Se sentir structuré c’est avant tout se sentir à l’aise au sein d’un cadre rassurant qui nous permet de nous épanouir en sécurité. Les habitudes, la continuité dans chaque chose, la petite routine, les rythmes quotidiens, hebdomadaires ou plus sont autant d’éléments qui viennent renforcer ce besoin de structure. Elles sont parfois perçues négativement, mais sans cette stabilité nous serions soumis à un sentiment d’inquiétude voire d’angoisse permanente.
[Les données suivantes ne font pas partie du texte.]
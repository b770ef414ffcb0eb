//! Thin operator CLI against any node's coordinator API.
//!
//! Exit codes: 0 success, 2 precondition/preflight failure, 3 peer
//! unreachable, 4 upload verification failure, 1 anything else.

use std::process::ExitCode;
use std::time::Duration;

use clap::{Parser, Subcommand};

use api::response::{
    AggregateStatus, ClusterRecordings, ClusterStartResponse, ClusterStopResponse,
    ClusterSyncResponse, ClusterTestResponse, OffloadState, PreflightReport,
};

#[derive(Parser)]
#[command(version, about = "recording rig control")]
struct Args {
    /// Coordinator base URL (any node)
    #[arg(short, long, default_value = "http://127.0.0.1:7700")]
    server: String,
    #[command(subcommand)]
    command: Command,
}

#[derive(Subcommand)]
enum Command {
    /// Aggregate cluster status
    Status,
    /// Run admission checks without touching state
    Preflight,
    /// Start a synchronized recording on all cameras
    Start {
        #[arg(long)]
        session_id: Option<String>,
    },
    /// Stop the recording everywhere
    Stop,
    /// Trigger a time-sync pass on all nodes
    Sync,
    /// Short end-to-end self check on every camera
    Test,
    /// Recordings present on the nodes, with offload state
    Recordings,
}

const EXIT_PRECONDITION: u8 = 2;
const EXIT_UNREACHABLE: u8 = 3;
const EXIT_UPLOAD: u8 = 4;

#[tokio::main]
async fn main() -> ExitCode {
    let args = Args::parse();
    let client = reqwest::Client::builder()
        .timeout(Duration::from_secs(120))
        .build()
        .expect("http client");

    match run(&args, &client).await {
        Ok(code) => code,
        Err(e) => {
            eprintln!("error: {}", e);
            if e.downcast_ref::<reqwest::Error>()
                .map(|e| e.is_connect() || e.is_timeout())
                .unwrap_or(false)
            {
                ExitCode::from(EXIT_UNREACHABLE)
            } else {
                ExitCode::FAILURE
            }
        }
    }
}

async fn run(args: &Args, client: &reqwest::Client) -> anyhow::Result<ExitCode> {
    let base = args.server.trim_end_matches('/');
    Ok(match &args.command {
        Command::Status => {
            let status: AggregateStatus = get(client, base, api::path::COORDINATOR_STATUS).await?;
            print_json(&status)?;
            if status.summary.all_online {
                ExitCode::SUCCESS
            } else {
                ExitCode::from(EXIT_UNREACHABLE)
            }
        }
        Command::Preflight => {
            let report: PreflightReport =
                post(client, base, api::path::COORDINATOR_PREFLIGHT, None).await?;
            print_json(&report)?;
            if report.passed {
                ExitCode::SUCCESS
            } else {
                ExitCode::from(EXIT_PRECONDITION)
            }
        }
        Command::Start { session_id } => {
            let body = serde_json::json!({ "session_id": session_id });
            let resp: ClusterStartResponse =
                post(client, base, api::path::COORDINATOR_START, Some(body)).await?;
            print_json(&resp)?;
            if resp.success {
                ExitCode::SUCCESS
            } else {
                let unreachable = resp
                    .cameras
                    .values()
                    .any(|c| c.error.as_deref() == Some("peer_unreachable"));
                if unreachable {
                    ExitCode::from(EXIT_UNREACHABLE)
                } else {
                    ExitCode::from(EXIT_PRECONDITION)
                }
            }
        }
        Command::Stop => {
            let resp: ClusterStopResponse =
                post(client, base, api::path::COORDINATOR_STOP, None).await?;
            print_json(&resp)?;
            if resp.success {
                ExitCode::SUCCESS
            } else {
                ExitCode::FAILURE
            }
        }
        Command::Sync => {
            let resp: ClusterSyncResponse =
                post(client, base, api::path::COORDINATOR_SYNC, None).await?;
            print_json(&resp)?;
            if resp.success {
                ExitCode::SUCCESS
            } else {
                ExitCode::FAILURE
            }
        }
        Command::Test => {
            let resp: ClusterTestResponse =
                post(client, base, api::path::COORDINATOR_TEST, None).await?;
            print_json(&resp)?;
            if resp.all_passed {
                ExitCode::SUCCESS
            } else {
                ExitCode::from(EXIT_PRECONDITION)
            }
        }
        Command::Recordings => {
            let resp: ClusterRecordings =
                get(client, base, api::path::COORDINATOR_RECORDINGS).await?;
            print_json(&resp)?;
            let failed = resp
                .cameras
                .values()
                .flatten()
                .any(|r| r.offload_state == OffloadState::Failed);
            if failed {
                ExitCode::from(EXIT_UPLOAD)
            } else {
                ExitCode::SUCCESS
            }
        }
    })
}

async fn get<T: serde::de::DeserializeOwned>(
    client: &reqwest::Client,
    base: &str,
    path: &str,
) -> anyhow::Result<T> {
    let resp = client.get(format!("{}{}", base, path)).send().await?;
    decode(resp).await
}

async fn post<T: serde::de::DeserializeOwned>(
    client: &reqwest::Client,
    base: &str,
    path: &str,
    body: Option<serde_json::Value>,
) -> anyhow::Result<T> {
    let req = client.post(format!("{}{}", base, path));
    let req = match body {
        Some(body) => req.json(&body),
        None => req.json(&serde_json::json!({})),
    };
    decode(req.send().await?).await
}

async fn decode<T: serde::de::DeserializeOwned>(resp: reqwest::Response) -> anyhow::Result<T> {
    let status = resp.status();
    if !status.is_success() {
        let body = resp.text().await.unwrap_or_default();
        anyhow::bail!("{}: {}", status, body);
    }
    Ok(resp.json().await?)
}

fn print_json<T: serde::Serialize>(value: &T) -> anyhow::Result<()> {
    println!("{}", serde_json::to_string_pretty(value)?);
    Ok(())
}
Le confinement a marqué un coup d’arrêt brutal dans la satisfaction de ce besoin. La structure que représentait notre environnement professionnel s’est métamorphosée du jour au lendemain, sans délai d’adaptation pour se repérer dans cette nouvelle structuration du temps.

 

Et le stress dans tout ça ?

Toutes les perturbations précédemment décrites, qu’elles soient systémiques ou liées aux besoins fondamentaux, ne peuvent être dénuées d’impacts en matière de stress chez les collaborateurs et les managers. C’est même là que se situe l’enjeu des risques psychiques liés au confinement, à l’inertitude.

En temps normal, le stress est un mécanisme d’adaptation tout à fait classique qui nous permet d’évaluer la perception de nos ressources pour faire face à un élément que l’on perçoit comme un danger ou une menace.

 

De là, trois configurations s’imposent :

  1. Nous évaluons nos ressources comme plus importantes que la menace que nous percevons. Dans ce cas, nous sommes dans notre zone de confort. il se peut aussi que nous connaissions l’ennui si la durée de ce confort se prolonge (par manque de stimulation; voir le paragraphe sur les besoins décrit plus haut).
  2. Nous évaluons nos ressources comme suffisantes pour affronter le danger. Nous sommes alors en équilibre, voire même dans un état de flow pour celles et ceux qui relèvent des défis légèrement plus élevés que leurs compétences.
  3. Nous évaluons nos ressources comme insuffisantes pour faire face à la menace que nous percevons. Rappelons ici qu’une menace peut être réelle ou perçue. Ce qui veut dire que le danger n’a pas besoin d’être devant nos yeux pour y réagir. C’est précisément là que se situe le stress et notamment le stress lié au contexte sanitaire.

 

Les 4 types de menaces

Quand on parle de menace, nous pouvons y mettre tout et n’importe quoi. Il y a pourtant quatre sujets principaux que nous sommes susceptibles de percevoir comme une menace.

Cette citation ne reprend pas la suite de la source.